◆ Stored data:
────────────────────

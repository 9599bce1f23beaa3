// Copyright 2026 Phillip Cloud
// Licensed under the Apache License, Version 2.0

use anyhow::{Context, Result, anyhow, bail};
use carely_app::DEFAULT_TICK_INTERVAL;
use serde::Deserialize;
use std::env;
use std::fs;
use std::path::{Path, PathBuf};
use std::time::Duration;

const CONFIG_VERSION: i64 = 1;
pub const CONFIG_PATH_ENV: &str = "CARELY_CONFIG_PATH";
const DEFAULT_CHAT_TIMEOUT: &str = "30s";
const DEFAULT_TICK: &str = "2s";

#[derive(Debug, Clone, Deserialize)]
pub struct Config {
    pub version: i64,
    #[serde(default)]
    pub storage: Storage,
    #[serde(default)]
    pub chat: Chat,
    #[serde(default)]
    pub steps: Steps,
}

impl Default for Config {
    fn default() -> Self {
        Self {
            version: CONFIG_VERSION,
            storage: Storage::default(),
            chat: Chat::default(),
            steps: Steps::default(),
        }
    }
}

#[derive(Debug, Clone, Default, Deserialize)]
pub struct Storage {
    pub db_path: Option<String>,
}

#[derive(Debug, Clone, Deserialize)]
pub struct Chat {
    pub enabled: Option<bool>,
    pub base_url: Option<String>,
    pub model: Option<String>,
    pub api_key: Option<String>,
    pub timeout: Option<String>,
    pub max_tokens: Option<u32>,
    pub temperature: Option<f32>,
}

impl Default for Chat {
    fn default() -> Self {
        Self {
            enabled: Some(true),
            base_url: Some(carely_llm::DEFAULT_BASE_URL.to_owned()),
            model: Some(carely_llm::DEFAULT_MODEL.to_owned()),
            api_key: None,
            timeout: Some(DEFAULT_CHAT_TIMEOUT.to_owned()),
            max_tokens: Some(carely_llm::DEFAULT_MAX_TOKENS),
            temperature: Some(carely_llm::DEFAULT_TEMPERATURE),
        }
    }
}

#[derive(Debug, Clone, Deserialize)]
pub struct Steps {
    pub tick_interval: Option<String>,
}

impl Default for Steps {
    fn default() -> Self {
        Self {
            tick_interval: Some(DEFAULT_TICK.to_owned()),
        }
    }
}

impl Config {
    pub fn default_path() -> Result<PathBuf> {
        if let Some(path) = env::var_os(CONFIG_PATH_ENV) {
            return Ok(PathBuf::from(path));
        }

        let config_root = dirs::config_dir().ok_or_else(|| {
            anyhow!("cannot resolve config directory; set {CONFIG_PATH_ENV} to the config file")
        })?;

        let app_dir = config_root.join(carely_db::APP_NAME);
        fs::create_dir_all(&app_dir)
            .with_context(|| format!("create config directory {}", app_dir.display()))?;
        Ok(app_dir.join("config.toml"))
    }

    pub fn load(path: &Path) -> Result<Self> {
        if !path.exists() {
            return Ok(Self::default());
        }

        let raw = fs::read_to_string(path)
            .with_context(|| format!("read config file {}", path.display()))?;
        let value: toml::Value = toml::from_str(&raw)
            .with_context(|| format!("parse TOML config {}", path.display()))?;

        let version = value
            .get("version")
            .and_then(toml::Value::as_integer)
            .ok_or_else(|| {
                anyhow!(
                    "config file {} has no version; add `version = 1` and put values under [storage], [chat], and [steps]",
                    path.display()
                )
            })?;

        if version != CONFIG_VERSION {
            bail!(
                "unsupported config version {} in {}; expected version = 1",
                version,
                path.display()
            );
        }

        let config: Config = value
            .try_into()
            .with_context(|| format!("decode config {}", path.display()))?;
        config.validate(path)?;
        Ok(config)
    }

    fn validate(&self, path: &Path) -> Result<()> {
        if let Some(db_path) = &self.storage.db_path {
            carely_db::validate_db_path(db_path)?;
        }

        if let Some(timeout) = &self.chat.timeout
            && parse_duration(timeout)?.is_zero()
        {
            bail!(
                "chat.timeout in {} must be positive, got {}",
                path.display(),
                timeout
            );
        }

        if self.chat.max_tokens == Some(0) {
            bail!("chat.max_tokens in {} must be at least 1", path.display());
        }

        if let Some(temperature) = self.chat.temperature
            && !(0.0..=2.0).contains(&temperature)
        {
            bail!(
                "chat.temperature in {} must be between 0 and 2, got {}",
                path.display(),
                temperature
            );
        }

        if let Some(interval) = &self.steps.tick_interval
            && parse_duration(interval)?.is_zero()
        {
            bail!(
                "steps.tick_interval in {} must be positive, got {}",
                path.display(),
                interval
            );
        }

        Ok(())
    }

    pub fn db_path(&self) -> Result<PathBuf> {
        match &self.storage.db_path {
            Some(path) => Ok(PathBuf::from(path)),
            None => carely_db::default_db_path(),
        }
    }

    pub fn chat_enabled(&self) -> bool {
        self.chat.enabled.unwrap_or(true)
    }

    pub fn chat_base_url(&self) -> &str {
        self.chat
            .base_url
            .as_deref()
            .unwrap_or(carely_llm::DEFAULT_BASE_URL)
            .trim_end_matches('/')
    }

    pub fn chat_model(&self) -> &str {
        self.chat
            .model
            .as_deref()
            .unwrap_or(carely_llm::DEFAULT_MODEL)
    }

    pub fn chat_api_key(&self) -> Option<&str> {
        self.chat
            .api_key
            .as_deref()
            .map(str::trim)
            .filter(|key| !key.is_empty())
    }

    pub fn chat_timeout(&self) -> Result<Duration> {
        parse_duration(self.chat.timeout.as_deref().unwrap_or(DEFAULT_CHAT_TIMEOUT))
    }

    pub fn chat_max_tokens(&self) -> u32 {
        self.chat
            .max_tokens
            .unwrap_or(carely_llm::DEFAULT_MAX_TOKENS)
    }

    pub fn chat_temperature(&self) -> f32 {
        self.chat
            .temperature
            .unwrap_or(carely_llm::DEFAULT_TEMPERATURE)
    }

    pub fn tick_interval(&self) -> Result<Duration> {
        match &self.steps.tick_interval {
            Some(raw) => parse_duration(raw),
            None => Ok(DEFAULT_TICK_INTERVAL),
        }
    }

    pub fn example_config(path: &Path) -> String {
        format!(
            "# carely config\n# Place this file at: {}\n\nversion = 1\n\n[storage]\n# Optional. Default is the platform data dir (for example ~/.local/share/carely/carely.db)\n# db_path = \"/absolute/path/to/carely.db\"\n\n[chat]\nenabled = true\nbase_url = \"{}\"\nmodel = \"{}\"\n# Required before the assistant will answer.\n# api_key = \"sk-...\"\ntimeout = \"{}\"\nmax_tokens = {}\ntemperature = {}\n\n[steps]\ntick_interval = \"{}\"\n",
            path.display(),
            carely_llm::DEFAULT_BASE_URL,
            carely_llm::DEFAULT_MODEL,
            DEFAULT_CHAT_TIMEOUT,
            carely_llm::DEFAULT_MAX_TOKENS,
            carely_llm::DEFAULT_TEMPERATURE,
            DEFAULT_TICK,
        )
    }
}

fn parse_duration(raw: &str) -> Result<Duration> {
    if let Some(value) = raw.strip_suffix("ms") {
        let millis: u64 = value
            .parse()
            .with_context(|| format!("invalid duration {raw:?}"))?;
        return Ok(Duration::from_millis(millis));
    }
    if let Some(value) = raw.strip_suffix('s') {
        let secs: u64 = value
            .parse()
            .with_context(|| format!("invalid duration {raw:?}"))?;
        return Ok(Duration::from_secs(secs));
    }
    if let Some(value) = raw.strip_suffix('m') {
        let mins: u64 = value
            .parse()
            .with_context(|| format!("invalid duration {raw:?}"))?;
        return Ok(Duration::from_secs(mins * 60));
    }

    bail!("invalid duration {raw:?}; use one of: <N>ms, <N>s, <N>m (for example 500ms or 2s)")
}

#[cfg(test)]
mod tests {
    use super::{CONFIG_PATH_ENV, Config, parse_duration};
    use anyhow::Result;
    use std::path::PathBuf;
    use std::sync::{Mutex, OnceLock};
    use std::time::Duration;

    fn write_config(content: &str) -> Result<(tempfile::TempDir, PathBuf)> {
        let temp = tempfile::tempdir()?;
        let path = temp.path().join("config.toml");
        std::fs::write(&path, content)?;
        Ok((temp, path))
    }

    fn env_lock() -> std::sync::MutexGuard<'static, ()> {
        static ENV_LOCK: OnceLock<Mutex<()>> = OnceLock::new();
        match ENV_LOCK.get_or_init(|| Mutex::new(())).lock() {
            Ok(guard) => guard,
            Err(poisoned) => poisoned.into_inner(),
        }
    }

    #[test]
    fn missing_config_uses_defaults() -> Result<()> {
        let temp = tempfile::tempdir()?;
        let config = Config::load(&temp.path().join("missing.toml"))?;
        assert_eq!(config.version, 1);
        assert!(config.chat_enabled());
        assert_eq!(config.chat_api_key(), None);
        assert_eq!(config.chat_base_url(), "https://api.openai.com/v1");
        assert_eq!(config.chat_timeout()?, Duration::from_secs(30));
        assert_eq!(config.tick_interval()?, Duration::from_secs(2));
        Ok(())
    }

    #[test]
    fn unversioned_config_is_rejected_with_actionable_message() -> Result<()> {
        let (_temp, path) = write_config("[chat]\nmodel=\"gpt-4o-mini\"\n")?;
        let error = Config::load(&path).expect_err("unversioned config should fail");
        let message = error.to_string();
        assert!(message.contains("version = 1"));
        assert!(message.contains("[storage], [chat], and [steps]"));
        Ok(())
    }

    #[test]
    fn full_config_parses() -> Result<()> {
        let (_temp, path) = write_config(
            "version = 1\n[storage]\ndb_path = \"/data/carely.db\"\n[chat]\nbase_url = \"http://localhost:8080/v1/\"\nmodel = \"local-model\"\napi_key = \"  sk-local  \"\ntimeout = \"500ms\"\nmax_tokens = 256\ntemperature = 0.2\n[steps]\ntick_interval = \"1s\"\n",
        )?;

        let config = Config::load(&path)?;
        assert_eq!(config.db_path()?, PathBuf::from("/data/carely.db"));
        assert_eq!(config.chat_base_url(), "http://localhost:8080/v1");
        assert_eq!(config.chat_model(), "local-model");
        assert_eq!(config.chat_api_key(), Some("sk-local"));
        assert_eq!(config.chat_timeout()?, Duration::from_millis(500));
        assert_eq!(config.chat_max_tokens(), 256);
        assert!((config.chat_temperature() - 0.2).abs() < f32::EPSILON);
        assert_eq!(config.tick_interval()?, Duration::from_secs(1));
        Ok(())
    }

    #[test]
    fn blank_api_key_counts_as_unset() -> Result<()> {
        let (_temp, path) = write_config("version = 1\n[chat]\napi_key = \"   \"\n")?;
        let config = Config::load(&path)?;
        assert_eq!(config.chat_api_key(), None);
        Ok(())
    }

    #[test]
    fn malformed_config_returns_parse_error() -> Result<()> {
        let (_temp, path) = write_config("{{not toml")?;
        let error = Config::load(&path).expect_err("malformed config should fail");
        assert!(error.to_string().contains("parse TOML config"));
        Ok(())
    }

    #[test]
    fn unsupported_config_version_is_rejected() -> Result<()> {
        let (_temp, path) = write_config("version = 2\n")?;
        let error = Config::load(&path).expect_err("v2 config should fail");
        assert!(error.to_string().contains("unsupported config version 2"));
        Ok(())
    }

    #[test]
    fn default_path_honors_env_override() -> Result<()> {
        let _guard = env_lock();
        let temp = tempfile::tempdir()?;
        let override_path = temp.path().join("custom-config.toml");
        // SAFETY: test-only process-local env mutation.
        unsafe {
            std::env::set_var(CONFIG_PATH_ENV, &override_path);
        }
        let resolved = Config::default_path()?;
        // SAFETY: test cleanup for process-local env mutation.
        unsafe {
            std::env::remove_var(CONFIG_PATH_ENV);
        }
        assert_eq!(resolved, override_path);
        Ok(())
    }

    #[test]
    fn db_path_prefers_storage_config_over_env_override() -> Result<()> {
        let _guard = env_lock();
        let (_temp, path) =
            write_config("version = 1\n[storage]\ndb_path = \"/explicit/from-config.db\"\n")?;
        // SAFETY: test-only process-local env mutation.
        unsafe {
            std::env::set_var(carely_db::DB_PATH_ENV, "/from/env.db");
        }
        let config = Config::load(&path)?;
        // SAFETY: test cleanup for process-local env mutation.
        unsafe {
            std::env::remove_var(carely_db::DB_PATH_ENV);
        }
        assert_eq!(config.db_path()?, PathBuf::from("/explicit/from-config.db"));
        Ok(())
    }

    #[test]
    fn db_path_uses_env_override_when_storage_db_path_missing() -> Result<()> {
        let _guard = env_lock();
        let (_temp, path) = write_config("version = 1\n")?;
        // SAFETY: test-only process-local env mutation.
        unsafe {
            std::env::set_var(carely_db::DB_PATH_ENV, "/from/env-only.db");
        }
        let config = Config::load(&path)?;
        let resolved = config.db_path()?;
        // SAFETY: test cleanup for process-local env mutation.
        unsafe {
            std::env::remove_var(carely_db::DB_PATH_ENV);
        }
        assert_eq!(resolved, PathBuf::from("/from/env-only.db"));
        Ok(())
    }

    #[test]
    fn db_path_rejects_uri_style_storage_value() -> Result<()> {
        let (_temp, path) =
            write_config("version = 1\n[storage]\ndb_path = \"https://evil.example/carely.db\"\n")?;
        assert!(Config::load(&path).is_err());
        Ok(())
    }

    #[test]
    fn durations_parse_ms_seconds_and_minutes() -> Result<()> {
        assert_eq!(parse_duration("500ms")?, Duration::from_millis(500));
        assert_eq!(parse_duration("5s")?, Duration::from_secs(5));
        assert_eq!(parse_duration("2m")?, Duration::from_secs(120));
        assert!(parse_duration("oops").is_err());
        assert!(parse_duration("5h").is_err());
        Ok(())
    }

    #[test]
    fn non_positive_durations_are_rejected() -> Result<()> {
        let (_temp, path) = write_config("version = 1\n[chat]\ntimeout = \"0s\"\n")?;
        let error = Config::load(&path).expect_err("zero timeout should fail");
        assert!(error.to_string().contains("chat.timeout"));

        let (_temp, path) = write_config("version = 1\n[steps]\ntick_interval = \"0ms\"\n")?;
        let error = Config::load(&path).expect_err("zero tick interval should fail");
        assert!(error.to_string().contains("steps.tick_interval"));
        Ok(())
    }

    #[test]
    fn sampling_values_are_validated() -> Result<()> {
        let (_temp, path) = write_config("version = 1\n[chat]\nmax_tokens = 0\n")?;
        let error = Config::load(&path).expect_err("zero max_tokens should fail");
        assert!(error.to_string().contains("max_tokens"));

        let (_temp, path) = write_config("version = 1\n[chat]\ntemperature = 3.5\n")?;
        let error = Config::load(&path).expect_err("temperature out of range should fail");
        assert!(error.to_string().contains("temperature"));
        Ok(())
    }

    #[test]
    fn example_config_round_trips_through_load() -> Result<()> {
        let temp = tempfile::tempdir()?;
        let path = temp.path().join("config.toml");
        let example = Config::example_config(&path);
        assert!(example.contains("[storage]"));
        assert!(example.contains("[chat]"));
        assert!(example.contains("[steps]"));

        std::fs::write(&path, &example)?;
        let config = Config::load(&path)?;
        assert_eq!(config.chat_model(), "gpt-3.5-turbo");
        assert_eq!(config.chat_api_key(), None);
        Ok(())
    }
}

────────────────────

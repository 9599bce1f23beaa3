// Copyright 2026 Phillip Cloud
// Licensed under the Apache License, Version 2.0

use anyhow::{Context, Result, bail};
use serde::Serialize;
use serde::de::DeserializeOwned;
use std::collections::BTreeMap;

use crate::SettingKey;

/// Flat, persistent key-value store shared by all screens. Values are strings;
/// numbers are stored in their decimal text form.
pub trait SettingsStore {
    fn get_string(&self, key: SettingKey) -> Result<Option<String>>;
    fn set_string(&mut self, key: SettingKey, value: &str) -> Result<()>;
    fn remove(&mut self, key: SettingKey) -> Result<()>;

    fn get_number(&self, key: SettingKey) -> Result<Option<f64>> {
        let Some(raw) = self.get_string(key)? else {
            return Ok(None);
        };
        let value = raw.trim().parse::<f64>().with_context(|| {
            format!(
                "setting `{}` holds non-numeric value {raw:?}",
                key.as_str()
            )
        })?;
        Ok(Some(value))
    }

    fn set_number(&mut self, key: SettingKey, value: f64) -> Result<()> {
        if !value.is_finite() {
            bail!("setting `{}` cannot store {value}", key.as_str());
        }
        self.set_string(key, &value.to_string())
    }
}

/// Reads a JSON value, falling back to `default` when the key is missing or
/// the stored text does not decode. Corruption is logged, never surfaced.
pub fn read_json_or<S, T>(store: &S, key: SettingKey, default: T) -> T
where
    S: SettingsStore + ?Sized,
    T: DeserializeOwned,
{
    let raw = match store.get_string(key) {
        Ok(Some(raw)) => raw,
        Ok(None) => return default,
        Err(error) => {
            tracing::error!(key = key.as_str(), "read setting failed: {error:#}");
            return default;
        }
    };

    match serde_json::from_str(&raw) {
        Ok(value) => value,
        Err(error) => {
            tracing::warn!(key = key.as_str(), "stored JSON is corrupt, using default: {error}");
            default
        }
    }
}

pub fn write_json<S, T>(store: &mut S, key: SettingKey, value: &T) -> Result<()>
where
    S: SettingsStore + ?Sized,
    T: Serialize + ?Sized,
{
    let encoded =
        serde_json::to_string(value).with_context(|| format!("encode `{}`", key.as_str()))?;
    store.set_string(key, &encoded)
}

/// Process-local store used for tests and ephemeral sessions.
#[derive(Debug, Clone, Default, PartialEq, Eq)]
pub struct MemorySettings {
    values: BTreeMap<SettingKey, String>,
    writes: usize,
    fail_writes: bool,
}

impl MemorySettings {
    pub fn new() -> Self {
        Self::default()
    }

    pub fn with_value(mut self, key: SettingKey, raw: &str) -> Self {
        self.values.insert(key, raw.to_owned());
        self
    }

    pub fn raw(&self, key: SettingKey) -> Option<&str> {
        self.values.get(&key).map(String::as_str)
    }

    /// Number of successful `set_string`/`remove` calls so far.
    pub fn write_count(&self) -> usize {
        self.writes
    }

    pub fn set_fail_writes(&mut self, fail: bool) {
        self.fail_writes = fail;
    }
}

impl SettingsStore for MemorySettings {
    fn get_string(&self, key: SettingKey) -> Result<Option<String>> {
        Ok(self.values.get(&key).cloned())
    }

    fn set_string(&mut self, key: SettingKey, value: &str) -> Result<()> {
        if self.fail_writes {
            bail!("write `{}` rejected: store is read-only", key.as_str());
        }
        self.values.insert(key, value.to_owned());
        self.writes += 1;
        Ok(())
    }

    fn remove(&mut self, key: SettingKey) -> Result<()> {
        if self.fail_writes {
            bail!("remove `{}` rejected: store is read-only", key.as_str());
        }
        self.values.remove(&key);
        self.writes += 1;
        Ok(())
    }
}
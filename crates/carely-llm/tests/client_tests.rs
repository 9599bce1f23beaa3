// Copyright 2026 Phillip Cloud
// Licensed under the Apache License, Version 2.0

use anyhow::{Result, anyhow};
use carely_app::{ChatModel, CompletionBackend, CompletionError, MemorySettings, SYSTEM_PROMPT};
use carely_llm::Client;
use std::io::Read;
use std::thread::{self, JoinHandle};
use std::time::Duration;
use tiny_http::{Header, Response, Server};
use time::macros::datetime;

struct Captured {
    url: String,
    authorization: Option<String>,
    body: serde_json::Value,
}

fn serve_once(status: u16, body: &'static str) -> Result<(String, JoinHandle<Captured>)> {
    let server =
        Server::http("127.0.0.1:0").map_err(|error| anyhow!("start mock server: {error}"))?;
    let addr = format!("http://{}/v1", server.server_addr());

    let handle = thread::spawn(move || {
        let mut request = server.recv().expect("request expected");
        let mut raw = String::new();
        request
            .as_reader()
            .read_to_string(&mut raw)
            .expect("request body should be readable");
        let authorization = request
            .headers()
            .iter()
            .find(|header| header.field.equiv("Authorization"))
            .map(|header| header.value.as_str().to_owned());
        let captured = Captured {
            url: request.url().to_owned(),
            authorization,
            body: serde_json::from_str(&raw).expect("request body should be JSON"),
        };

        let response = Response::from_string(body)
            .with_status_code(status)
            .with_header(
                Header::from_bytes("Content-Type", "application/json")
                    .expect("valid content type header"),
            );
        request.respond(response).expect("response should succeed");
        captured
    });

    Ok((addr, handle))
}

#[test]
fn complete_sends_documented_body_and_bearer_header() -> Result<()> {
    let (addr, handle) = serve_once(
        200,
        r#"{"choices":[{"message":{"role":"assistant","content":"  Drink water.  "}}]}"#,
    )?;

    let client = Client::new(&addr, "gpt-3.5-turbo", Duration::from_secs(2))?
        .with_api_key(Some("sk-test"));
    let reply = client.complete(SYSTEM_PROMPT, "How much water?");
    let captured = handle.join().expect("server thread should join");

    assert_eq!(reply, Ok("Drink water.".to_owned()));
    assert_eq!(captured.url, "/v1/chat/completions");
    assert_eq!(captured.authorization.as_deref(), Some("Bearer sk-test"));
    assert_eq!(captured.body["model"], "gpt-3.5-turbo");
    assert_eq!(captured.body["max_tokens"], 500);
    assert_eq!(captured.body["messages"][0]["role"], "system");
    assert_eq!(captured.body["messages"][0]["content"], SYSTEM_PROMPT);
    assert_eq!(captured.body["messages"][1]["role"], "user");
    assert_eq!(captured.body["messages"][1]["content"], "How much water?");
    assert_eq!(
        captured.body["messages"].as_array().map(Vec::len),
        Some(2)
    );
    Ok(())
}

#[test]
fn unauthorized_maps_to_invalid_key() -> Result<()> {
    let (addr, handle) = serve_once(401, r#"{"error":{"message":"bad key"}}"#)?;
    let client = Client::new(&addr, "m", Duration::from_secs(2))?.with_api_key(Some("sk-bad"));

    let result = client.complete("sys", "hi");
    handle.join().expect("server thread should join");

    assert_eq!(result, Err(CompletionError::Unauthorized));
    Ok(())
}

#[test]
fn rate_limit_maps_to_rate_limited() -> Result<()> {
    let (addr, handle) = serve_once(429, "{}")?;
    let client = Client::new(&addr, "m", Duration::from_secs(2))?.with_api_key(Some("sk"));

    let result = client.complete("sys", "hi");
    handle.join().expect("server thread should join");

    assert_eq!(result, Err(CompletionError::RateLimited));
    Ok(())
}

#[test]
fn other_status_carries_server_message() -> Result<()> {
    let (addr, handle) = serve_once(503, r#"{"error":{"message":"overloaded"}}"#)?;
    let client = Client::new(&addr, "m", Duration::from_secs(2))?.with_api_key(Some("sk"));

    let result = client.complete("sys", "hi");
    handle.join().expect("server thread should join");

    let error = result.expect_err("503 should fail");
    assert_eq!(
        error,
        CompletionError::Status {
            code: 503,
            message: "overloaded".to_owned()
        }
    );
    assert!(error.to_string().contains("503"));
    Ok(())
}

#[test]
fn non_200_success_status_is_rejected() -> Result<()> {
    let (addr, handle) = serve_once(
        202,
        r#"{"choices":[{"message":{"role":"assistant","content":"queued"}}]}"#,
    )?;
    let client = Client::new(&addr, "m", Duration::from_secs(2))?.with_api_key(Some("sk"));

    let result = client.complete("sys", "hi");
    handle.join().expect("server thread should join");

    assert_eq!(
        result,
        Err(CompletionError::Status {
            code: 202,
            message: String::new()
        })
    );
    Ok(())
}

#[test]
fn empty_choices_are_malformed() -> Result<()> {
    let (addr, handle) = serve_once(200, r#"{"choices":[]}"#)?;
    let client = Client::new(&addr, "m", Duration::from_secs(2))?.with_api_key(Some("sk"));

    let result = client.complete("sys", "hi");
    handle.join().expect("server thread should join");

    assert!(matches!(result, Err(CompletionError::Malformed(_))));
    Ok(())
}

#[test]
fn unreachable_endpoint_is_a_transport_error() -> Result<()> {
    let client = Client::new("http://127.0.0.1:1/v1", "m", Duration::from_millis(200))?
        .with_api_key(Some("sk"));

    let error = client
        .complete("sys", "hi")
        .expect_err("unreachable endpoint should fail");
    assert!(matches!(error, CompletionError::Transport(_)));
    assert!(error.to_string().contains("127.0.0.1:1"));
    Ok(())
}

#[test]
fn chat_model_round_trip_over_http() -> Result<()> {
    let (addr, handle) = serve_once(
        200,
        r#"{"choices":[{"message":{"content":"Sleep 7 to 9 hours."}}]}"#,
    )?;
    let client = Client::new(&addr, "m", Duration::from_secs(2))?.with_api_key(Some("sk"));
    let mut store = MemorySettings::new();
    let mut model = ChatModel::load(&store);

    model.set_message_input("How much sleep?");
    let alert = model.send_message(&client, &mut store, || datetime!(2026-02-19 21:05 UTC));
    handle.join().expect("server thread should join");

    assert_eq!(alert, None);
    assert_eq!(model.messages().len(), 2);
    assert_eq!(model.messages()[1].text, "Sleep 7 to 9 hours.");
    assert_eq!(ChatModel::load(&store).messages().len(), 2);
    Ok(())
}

────────────────────

◆ About this exercise:
Scan the data above for the word "OnceLock", then copy every line that holds it.

◆ Answer box:
    use std::sync::{Mutex, OnceLock};
        static ENV_LOCK: OnceLock<Mutex<()>> = OnceLock::new();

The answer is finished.